ASSIGNMENT:
Give every entry again, exactly as it stands.

EXTRACTED MATERIAL:
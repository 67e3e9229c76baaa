// Tidepool binary: runs the stratum side, the node side, or both.

use anyhow::{anyhow, Context, Result};
use clap::{Parser, Subcommand};
use std::sync::Arc;
use tidepool::api::{self, ApiState};
use tidepool::blockchain::{HttpUncleInfo, NodeRpcClient, NodeServices, TipWatcher};
use tidepool::channel::{MemoryChannel, RedisChannel, WorkChannel};
use tidepool::config::Config;
use tidepool::payout::{Banker, Ed25519Signer};
use tidepool::producer::CandidateProducer;
use tidepool::store::{MemoryStore, PoolStore, RedisStore};
use tidepool::stratum::{StratumCoordinator, StratumServer, TestWorkSource};
use tidepool_core::pow::Blake3Hasher;
use tracing_subscriber::EnvFilter;

#[derive(Parser, Debug)]
#[command(name = "tidepool", version, about = "Pooled mining coordinator")]
struct Cli {
    #[command(subcommand)]
    command: Command,
}

#[derive(Subcommand, Debug)]
enum Command {
    /// Worker-facing stratum server plus status API.
    Stratum {
        /// Feed synthetic jobs instead of listening on the work channel.
        #[arg(long)]
        test: bool,
    },
    /// Candidate producer and payout banker against the node RPC.
    Node,
    /// Both roles in one process over an in-memory channel and store.
    Standalone,
}

struct StratumSide {
    coordinator: Arc<StratumCoordinator>,
    server: Arc<StratumServer>,
}

async fn build_stratum(
    cfg: &Config,
    store: Arc<dyn PoolStore>,
    channel: Option<Arc<dyn WorkChannel>>,
) -> Result<StratumSide> {
    let coordinator = Arc::new(StratumCoordinator::new(cfg, Arc::new(Blake3Hasher), store, channel));
    coordinator.reset_store().await;
    coordinator.start_channel_listeners().await?;
    let server = Arc::new(StratumServer::new(
        &cfg.stratum_listen,
        cfg.connection_limit,
        coordinator.clone(),
    ));
    Ok(StratumSide { coordinator, server })
}

async fn start_node_side(
    cfg: Arc<Config>,
    store: Arc<dyn PoolStore>,
    channel: Arc<dyn WorkChannel>,
) -> Result<()> {
    let rpc = Arc::new(NodeRpcClient::new(&cfg.node_rpc_url, None));
    let node = NodeServices::from_rpc(rpc.clone());

    let producer = Arc::new(CandidateProducer::new(cfg.clone(), node.clone(), channel, store.clone()));
    producer.start().await?;
    let (candidates, _) = producer.spawn_candidate_loop();
    let mut watcher = TipWatcher::new(rpc, cfg.tip_poll());
    watcher.on_candidate(move |candidate| {
        if candidates.send(candidate).is_err() {
            tracing::error!("Candidate loop stopped, dropping tip event");
        }
    });
    watcher.start();

    if cfg.banker_secret_key.is_empty() {
        tracing::warn!("No banker secret key configured, payouts disabled");
        return Ok(());
    }
    let signer = Arc::new(Ed25519Signer::from_hex(&cfg.banker_secret_key)?);
    let uncle_info = Arc::new(HttpUncleInfo::new(&cfg.uncle_info_url)?);
    let banker = Arc::new(Banker::new(cfg.clone(), node, store, uncle_info, signer));
    banker.start();
    Ok(())
}

fn spawn_server(server: Arc<StratumServer>) {
    tokio::spawn(async move {
        if let Err(e) = server.start().await {
            tracing::error!("Stratum server stopped: {}", e);
        }
    });
}

fn check_pool_address(cfg: &Config) -> Result<()> {
    if !tidepool_core::crypto::keys::is_valid_address(&cfg.pool_address) {
        return Err(anyhow!("pool_address {:?} is not a valid address", cfg.pool_address));
    }
    Ok(())
}

async fn shutdown_signal() {
    #[cfg(unix)]
    {
        match tokio::signal::unix::signal(tokio::signal::unix::SignalKind::terminate()) {
            Ok(mut sigterm) => {
                tokio::select! {
                    _ = sigterm.recv() => tracing::info!("SIGTERM, shutting down"),
                    _ = tokio::signal::ctrl_c() => tracing::info!("SIGINT, shutting down"),
                }
            }
            Err(e) => {
                tracing::warn!("No SIGTERM handler ({}), waiting for Ctrl+C", e);
                let _ = tokio::signal::ctrl_c().await;
            }
        }
    }
    #[cfg(not(unix))]
    {
        let _ = tokio::signal::ctrl_c().await;
        tracing::info!("Ctrl+C, shutting down");
    }
}

async fn run(cli: Cli) -> Result<()> {
    let cfg = Arc::new(Config::load());

    match cli.command {
        Command::Stratum { test } => {
            let store: Arc<dyn PoolStore> = Arc::new(RedisStore::new(&cfg.redis_url, &cfg.redis_prefix)?);
            let channel: Option<Arc<dyn WorkChannel>> = if test {
                None
            } else {
                Some(Arc::new(RedisChannel::new(&cfg.redis_url, &cfg.redis_prefix)?))
            };
            let side = build_stratum(&cfg, store.clone(), channel).await?;
            if test {
                tracing::info!("🧪 Test mode: synthetic jobs at base difficulty {:e}", cfg.test_block_difficulty);
                TestWorkSource::new(side.coordinator.clone(), cfg.test_block_difficulty, cfg.test_work_interval())
                    .start();
            }
            spawn_server(side.server);
            let state = ApiState::new(store, Some(side.coordinator));
            tokio::select! {
                res = api::serve(&cfg.api_listen, state) => res?,
                _ = shutdown_signal() => {}
            }
        }
        Command::Node => {
            check_pool_address(&cfg)?;
            let store: Arc<dyn PoolStore> = Arc::new(RedisStore::new(&cfg.redis_url, &cfg.redis_prefix)?);
            let channel: Arc<dyn WorkChannel> = Arc::new(RedisChannel::new(&cfg.redis_url, &cfg.redis_prefix)?);
            start_node_side(cfg.clone(), store, channel).await?;
            shutdown_signal().await;
        }
        Command::Standalone => {
            check_pool_address(&cfg)?;
            let store: Arc<dyn PoolStore> = Arc::new(MemoryStore::new());
            let channel: Arc<dyn WorkChannel> = Arc::new(MemoryChannel::new());
            let side = build_stratum(&cfg, store.clone(), Some(channel.clone())).await?;
            start_node_side(cfg.clone(), store.clone(), channel).await?;
            spawn_server(side.server);
            let state = ApiState::new(store, Some(side.coordinator));
            tokio::select! {
                res = api::serve(&cfg.api_listen, state) => res?,
                _ = shutdown_signal() => {}
            }
        }
    }

    tracing::info!("🏁 Tidepool shut down cleanly");
    Ok(())
}

#[tokio::main]
async fn main() -> Result<()> {
    tracing_subscriber::fmt()
        .with_env_filter(EnvFilter::try_from_default_env().unwrap_or_else(|_| EnvFilter::new("info")))
        .with_target(false)
        .with_thread_ids(false)
        .init();

    run(Cli::parse()).await.context("tidepool exited with an error")
}
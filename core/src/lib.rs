//! Core types shared by the Tidepool services: block headers and their
//! proof-of-work encoding, difficulty targets, addresses and payout transfers.

pub mod blockchain;
pub mod crypto;
pub mod pow;
pub mod tx;

pub use blockchain::block::{Block, BlockHeader, Hash};
pub use blockchain::consensus::Target;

REPLY TO THE TASK:
repository 67e3e9229c76baaa
// Tidepool binary: runs the stratum side, the node side, or both.

use anyhow::{anyhow, Context, Result};
use clap::{Parser, Subcommand};
use std::sync::Arc;
use tidepool::api::{self, ApiState};
use tidepool::blockchain::{HttpUncleInfo, NodeRpcClient, NodeServices, TipWatcher};
use tidepool::channel::{MemoryChannel, RedisChannel, WorkChannel};
use tidepool::config::Config;
use tidepool::payout::{Banker, Ed25519Signer};
use tidepool::producer::CandidateProducer;
use tidepool::store::{MemoryStore, PoolStore, RedisStore};
use tidepool::stratum::{StratumCoordinator, StratumServer, TestWorkSource};
use tidepool_core::pow::Blake3Hasher;
use tracing_subscriber::EnvFilter;

#[derive(Parser, Debug)]
#[command(name = "tidepool", version, about = "Pooled mining coordinator")]
struct Cli {
    #[command(subcommand)]
    command: Command,
}

#[derive(Subcommand, Debug)]
enum Command {
    /// Worker-facing stratum server plus status API.
    Stratum {
        /// Feed synthetic jobs instead of listening on the work channel.
        #[arg(long)]
        test: bool,
    },
    /// Candidate producer and payout banker against the node RPC.
    Node,
    /// Both roles in one process over an in-memory channel and store.
    Standalone,
}

struct StratumSide {
    coordinator: Arc<StratumCoordinator>,
    server: Arc<StratumServer>,
}

async fn build_stratum(
    cfg: &Config,
    store: Arc<dyn PoolStore>,
    channel: Option<Arc<dyn WorkChannel>>,
) -> Result<StratumSide> {
    let coordinator = Arc::new(StratumCoordinator::new(cfg, Arc::new(Blake3Hasher), store, channel));
    coordinator.reset_store().await;
    coordinator.start_channel_listeners().await?;
    let server = Arc::new(StratumServer::new(
        &cfg.stratum_listen,
        cfg.connection_limit,
        coordinator.clone(),
    ));
    Ok(StratumSide { coordinator, server })
}

async fn start_node_side(
    cfg: Arc<Config>,
    store: Arc<dyn PoolStore>,
    channel: Arc<dyn WorkChannel>,
) -> Result<()> {
    let rpc = Arc::new(NodeRpcClient::new(&cfg.node_rpc_url, None));
    let node = NodeServices::from_rpc(rpc.clone());

    let producer = Arc::new(CandidateProducer::new(cfg.clone(), node.clone(), channel, store.clone()));
    producer.start().await?;
    let (candidates, _) = producer.spawn_candidate_loop();
    let mut watcher = TipWatcher::new(rpc, cfg.tip_poll());
    watcher.on_candidate(move |candidate| {
        if candidates.send(candidate).is_err() {
            tracing::error!("Candidate loop stopped, dropping tip event");
        }
    });
    watcher.start();

    if cfg.banker_secret_key.is_empty() {
        tracing::warn!("No banker secret key configured, payouts disabled");
        return Ok(());
    }
    let signer = Arc::new(Ed25519Signer::from_hex(&cfg.banker_secret_key)?);
    let uncle_info = Arc::new(HttpUncleInfo::new(&cfg.uncle_info_url)?);
    let banker = Arc::new(Banker::new(cfg.clone(), node, store, uncle_info, signer));
    banker.start();
    Ok(())
}

fn spawn_server(server: Arc<StratumServer>) {
    tokio::spawn(async move {
        if let Err(e) = server.start().await {
            tracing::error!("Stratum server stopped: {}", e);
        }
    });
}

fn check_pool_address(cfg: &Config) -> Result<()> {
    if !tidepool_core::crypto::keys::is_valid_address(&cfg.pool_address) {
        return Err(anyhow!("pool_address {:?} is not a valid address", cfg.pool_address));
    }
    Ok(())
}

async fn shutdown_signal() {
    #[cfg(unix)]
    {
        match tokio::signal::unix::signal(tokio::signal::unix::SignalKind::terminate()) {
            Ok(mut sigterm) => {
                tokio::select! {
                    _ = sigterm.recv() => tracing::info!("SIGTERM, shutting down"),
                    _ = tokio::signal::ctrl_c() => tracing::info!("SIGINT, shutting down"),
                }
            }
            Err(e) => {
                tracing::warn!("No SIGTERM handler ({}), waiting for Ctrl+C", e);
                let _ = tokio::signal::ctrl_c().await;
            }
        }
    }
    #[cfg(not(unix))]
    {
        let _ = tokio::signal::ctrl_c().await;
        tracing::info!("Ctrl+C, shutting down");
    }
}

async fn run(cli: Cli) -> Result<()> {
    let cfg = Arc::new(Config::load());

    match cli.command {
        Command::Stratum { test } => {
            let store: Arc<dyn PoolStore> = Arc::new(RedisStore::new(&cfg.redis_url, &cfg.redis_prefix)?);
            let channel: Option<Arc<dyn WorkChannel>> = if test {
                None
            } else {
                Some(Arc::new(RedisChannel::new(&cfg.redis_url, &cfg.redis_prefix)?))
            };
            let side = build_stratum(&cfg, store.clone(), channel).await?;
            if test {
                tracing::info!("🧪 Test mode: synthetic jobs at base difficulty {:e}", cfg.test_block_difficulty);
                TestWorkSource::new(side.coordinator.clone(), cfg.test_block_difficulty, cfg.test_work_interval())
                    .start();
            }
            spawn_server(side.server);
            let state = ApiState::new(store, Some(side.coordinator));
            tokio::select! {
                res = api::serve(&cfg.api_listen, state) => res?,
                _ = shutdown_signal() => {}
            }
        }
        Command::Node => {
            check_pool_address(&cfg)?;
            let store: Arc<dyn PoolStore> = Arc::new(RedisStore::new(&cfg.redis_url, &cfg.redis_prefix)?);
            let channel: Arc<dyn WorkChannel> = Arc::new(RedisChannel::new(&cfg.redis_url, &cfg.redis_prefix)?);
            start_node_side(cfg.clone(), store, channel).await?;
            shutdown_signal().await;
        }
        Command::Standalone => {
            check_pool_address(&cfg)?;
            let store: Arc<dyn PoolStore> = Arc::new(MemoryStore::new());
            let channel: Arc<dyn WorkChannel> = Arc::new(MemoryChannel::new());
            let side = build_stratum(&cfg, store.clone(), Some(channel.clone())).await?;
            start_node_side(cfg.clone(), store.clone(), channel).await?;
            spawn_server(side.server);
            let state = ApiState::new(store, Some(side.coordinator));
            tokio::select! {
                res = api::serve(&cfg.api_listen, state) => res?,
                _ = shutdown_signal() => {}
            }
        }
    }

    tracing::info!("🏁 Tidepool shut down cleanly");
    Ok(())
}

#[tokio::main]
async fn main() -> Result<()> {
    tracing_subscriber::fmt()
        .with_env_filter(EnvFilter::try_from_default_env().unwrap_or_else(|_| EnvFilter::new("info")))
        .with_target(false)
        .with_thread_ids(false)
        .init();

    run(Cli::parse()).await.context("tidepool exited with an error")
}
filename core/src/lib.rs
//! Core types shared by the Tidepool services: block headers and their
//! proof-of-work encoding, difficulty targets, addresses and payout transfers.

pub mod blockchain;
pub mod crypto;
pub mod pow;
pub mod tx;

pub use blockchain::block::{Block, BlockHeader, Hash};
pub use blockchain::consensus::Target;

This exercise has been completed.